=== To do ===
From the first line of the records through the line containing "body.split('&')", retype every line exactly and nothing else.

....

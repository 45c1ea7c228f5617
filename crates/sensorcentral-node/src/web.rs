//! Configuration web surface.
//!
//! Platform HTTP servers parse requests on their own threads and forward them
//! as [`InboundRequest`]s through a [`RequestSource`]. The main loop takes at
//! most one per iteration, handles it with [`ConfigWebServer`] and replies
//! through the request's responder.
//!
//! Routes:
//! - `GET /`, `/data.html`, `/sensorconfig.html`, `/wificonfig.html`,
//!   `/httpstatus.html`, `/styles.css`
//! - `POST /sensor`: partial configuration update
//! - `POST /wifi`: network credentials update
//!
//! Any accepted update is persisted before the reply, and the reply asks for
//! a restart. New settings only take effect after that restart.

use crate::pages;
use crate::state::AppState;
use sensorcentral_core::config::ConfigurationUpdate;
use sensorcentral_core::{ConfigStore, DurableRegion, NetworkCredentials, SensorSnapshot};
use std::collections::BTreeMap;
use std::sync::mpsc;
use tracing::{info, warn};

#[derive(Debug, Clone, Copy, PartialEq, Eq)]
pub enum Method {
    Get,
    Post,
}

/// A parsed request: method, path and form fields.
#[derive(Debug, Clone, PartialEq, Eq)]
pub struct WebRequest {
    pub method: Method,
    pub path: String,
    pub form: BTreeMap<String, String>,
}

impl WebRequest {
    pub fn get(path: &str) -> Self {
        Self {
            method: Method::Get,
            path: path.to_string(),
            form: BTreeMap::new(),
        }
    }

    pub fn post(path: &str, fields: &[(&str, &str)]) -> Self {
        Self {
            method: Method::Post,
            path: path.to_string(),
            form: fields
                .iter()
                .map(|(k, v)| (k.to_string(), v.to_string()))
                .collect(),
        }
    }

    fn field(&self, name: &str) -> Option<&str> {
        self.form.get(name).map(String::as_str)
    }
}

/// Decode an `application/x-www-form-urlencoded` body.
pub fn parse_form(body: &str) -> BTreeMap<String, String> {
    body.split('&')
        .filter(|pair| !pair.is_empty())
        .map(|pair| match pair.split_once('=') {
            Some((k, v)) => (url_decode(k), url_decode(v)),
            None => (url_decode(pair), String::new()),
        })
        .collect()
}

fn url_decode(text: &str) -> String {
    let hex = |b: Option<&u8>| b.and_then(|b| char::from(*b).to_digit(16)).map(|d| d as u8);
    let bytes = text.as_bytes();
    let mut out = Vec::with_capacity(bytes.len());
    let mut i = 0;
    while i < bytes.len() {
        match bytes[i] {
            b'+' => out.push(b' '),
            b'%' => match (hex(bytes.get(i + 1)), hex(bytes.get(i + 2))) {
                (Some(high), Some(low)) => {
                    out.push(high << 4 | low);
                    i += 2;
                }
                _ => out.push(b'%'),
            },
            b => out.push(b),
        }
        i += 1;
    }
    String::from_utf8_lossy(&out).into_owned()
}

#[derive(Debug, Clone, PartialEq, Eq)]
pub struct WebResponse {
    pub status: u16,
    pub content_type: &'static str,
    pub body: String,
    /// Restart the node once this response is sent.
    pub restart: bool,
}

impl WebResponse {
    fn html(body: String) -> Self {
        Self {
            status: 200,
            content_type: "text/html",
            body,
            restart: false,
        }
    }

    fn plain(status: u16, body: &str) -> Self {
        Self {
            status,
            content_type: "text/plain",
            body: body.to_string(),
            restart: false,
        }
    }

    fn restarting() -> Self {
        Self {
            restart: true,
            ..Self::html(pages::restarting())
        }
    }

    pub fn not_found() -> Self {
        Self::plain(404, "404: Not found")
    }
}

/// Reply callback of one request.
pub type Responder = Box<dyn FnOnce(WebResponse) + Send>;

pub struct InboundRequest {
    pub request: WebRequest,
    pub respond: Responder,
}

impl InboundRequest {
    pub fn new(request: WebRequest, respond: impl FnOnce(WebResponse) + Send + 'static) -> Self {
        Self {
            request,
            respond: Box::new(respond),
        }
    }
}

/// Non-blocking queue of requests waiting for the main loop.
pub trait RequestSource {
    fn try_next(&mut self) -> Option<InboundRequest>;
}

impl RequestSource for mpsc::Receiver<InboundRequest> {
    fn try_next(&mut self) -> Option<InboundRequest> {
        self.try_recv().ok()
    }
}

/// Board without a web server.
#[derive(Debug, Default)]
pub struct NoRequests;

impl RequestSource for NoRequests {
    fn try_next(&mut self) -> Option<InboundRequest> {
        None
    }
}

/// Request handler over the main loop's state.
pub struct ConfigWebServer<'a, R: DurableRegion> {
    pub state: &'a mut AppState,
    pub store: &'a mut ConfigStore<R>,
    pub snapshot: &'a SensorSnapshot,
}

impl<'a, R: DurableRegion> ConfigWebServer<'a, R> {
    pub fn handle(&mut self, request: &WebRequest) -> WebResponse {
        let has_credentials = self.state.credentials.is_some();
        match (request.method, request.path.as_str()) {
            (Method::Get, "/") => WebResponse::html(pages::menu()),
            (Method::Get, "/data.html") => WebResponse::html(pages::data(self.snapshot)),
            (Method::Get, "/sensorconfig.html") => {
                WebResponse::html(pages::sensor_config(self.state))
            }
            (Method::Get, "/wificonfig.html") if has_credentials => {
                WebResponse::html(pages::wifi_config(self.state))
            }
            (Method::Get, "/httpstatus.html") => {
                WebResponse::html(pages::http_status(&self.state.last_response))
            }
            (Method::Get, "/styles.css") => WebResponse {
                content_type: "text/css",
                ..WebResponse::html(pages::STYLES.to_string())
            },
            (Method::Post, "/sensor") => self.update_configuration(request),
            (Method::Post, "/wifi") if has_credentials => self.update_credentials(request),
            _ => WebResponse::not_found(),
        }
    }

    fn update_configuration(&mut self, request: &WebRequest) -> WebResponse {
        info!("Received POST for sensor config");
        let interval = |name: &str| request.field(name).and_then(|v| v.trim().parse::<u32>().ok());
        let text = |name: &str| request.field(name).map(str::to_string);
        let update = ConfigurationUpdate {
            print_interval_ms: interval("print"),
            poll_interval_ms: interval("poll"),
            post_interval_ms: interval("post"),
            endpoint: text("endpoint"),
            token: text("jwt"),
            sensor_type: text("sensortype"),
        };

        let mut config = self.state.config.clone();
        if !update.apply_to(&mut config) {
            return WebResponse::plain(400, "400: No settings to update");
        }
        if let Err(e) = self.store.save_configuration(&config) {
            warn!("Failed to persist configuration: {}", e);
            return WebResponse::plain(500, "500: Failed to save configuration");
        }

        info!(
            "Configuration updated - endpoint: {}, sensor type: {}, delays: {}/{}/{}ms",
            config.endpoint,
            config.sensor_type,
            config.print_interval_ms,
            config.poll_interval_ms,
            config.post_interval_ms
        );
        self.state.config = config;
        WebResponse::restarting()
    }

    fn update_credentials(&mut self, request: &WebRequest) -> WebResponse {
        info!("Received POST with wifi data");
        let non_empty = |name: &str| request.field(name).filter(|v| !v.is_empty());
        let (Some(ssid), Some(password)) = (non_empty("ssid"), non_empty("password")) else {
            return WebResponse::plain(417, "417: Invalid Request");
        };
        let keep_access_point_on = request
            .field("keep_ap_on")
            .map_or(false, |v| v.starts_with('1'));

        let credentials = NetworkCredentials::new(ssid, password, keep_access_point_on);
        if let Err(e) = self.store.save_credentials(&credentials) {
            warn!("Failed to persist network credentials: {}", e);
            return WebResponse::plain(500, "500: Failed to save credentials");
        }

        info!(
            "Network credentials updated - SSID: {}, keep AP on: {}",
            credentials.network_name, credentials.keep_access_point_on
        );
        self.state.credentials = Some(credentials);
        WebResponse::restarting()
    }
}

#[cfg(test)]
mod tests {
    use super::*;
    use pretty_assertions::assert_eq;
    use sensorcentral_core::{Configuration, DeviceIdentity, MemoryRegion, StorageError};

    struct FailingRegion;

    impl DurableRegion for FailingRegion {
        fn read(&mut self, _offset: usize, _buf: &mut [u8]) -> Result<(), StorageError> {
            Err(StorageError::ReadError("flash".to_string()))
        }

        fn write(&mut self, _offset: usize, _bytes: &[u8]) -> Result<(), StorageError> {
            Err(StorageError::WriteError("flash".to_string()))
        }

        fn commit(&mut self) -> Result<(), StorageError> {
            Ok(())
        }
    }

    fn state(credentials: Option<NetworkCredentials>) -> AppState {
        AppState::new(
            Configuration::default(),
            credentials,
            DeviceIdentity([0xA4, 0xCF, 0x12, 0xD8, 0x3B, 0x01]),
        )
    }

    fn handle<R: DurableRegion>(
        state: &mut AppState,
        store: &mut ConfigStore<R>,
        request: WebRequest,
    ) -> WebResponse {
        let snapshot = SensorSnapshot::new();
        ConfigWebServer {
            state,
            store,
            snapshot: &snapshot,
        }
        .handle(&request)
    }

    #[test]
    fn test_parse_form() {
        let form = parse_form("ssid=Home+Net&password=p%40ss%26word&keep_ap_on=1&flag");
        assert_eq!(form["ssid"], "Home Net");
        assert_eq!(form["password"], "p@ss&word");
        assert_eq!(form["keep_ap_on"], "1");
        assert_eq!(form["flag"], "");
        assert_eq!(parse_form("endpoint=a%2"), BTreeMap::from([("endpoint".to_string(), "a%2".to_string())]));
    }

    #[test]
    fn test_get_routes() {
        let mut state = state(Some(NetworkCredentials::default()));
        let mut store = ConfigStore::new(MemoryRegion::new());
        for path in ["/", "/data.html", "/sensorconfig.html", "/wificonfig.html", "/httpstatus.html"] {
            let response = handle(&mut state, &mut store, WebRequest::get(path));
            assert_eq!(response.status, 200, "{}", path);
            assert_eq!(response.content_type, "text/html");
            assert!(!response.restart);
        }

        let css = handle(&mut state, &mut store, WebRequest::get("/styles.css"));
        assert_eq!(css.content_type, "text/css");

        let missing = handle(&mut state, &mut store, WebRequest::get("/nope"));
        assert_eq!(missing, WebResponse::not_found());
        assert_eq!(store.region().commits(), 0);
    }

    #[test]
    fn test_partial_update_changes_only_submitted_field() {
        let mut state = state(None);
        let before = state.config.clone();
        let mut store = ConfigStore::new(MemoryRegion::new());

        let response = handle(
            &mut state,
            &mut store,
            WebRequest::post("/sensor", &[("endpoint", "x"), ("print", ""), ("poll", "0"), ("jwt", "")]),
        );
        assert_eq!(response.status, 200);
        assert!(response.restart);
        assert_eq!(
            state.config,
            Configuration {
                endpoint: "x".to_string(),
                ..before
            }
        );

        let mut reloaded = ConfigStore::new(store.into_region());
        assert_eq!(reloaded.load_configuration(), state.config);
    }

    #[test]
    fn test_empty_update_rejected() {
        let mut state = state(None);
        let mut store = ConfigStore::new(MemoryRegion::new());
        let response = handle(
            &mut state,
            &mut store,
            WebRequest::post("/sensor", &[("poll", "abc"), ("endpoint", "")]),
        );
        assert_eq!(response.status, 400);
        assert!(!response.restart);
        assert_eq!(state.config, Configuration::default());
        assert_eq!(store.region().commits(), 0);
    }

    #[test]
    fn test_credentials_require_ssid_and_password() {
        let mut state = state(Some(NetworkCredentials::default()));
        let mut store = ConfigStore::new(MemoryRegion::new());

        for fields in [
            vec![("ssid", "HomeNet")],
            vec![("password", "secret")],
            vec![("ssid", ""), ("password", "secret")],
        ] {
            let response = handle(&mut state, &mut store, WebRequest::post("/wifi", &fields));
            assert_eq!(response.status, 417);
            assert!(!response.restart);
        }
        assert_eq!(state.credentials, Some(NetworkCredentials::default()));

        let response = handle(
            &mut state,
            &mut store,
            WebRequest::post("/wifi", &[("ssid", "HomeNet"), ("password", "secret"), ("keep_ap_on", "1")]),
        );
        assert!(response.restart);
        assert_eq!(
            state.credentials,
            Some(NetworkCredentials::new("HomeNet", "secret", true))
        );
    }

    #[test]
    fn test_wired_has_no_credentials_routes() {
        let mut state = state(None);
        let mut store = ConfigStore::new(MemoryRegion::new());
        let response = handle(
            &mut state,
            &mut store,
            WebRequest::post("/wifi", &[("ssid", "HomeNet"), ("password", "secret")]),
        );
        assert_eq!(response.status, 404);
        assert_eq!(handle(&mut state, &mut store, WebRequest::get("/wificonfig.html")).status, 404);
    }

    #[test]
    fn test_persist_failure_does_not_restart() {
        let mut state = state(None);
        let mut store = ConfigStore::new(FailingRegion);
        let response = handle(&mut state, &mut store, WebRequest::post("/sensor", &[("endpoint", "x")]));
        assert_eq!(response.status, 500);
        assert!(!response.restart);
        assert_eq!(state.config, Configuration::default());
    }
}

....

=== Written solution ===
repository 45c1ea7c228f5617
filename crates/sensorcentral-node/src/web.rs
//! Configuration web surface.
//!
//! Platform HTTP servers parse requests on their own threads and forward them
//! as [`InboundRequest`]s through a [`RequestSource`]. The main loop takes at
//! most one per iteration, handles it with [`ConfigWebServer`] and replies
//! through the request's responder.
//!
//! Routes:
//! - `GET /`, `/data.html`, `/sensorconfig.html`, `/wificonfig.html`,
//!   `/httpstatus.html`, `/styles.css`
//! - `POST /sensor`: partial configuration update
//! - `POST /wifi`: network credentials update
//!
//! Any accepted update is persisted before the reply, and the reply asks for
//! a restart. New settings only take effect after that restart.

use crate::pages;
use crate::state::AppState;
use sensorcentral_core::config::ConfigurationUpdate;
use sensorcentral_core::{ConfigStore, DurableRegion, NetworkCredentials, SensorSnapshot};
use std::collections::BTreeMap;
use std::sync::mpsc;
use tracing::{info, warn};

#[derive(Debug, Clone, Copy, PartialEq, Eq)]
pub enum Method {
    Get,
    Post,
}

/// A parsed request: method, path and form fields.
#[derive(Debug, Clone, PartialEq, Eq)]
pub struct WebRequest {
    pub method: Method,
    pub path: String,
    pub form: BTreeMap<String, String>,
}

impl WebRequest {
    pub fn get(path: &str) -> Self {
        Self {
            method: Method::Get,
            path: path.to_string(),
            form: BTreeMap::new(),
        }
    }

    pub fn post(path: &str, fields: &[(&str, &str)]) -> Self {
        Self {
            method: Method::Post,
            path: path.to_string(),
            form: fields
                .iter()
                .map(|(k, v)| (k.to_string(), v.to_string()))
                .collect(),
        }
    }

    fn field(&self, name: &str) -> Option<&str> {
        self.form.get(name).map(String::as_str)
    }
}

/// Decode an `application/x-www-form-urlencoded` body.
pub fn parse_form(body: &str) -> BTreeMap<String, String> {
    body.split('&')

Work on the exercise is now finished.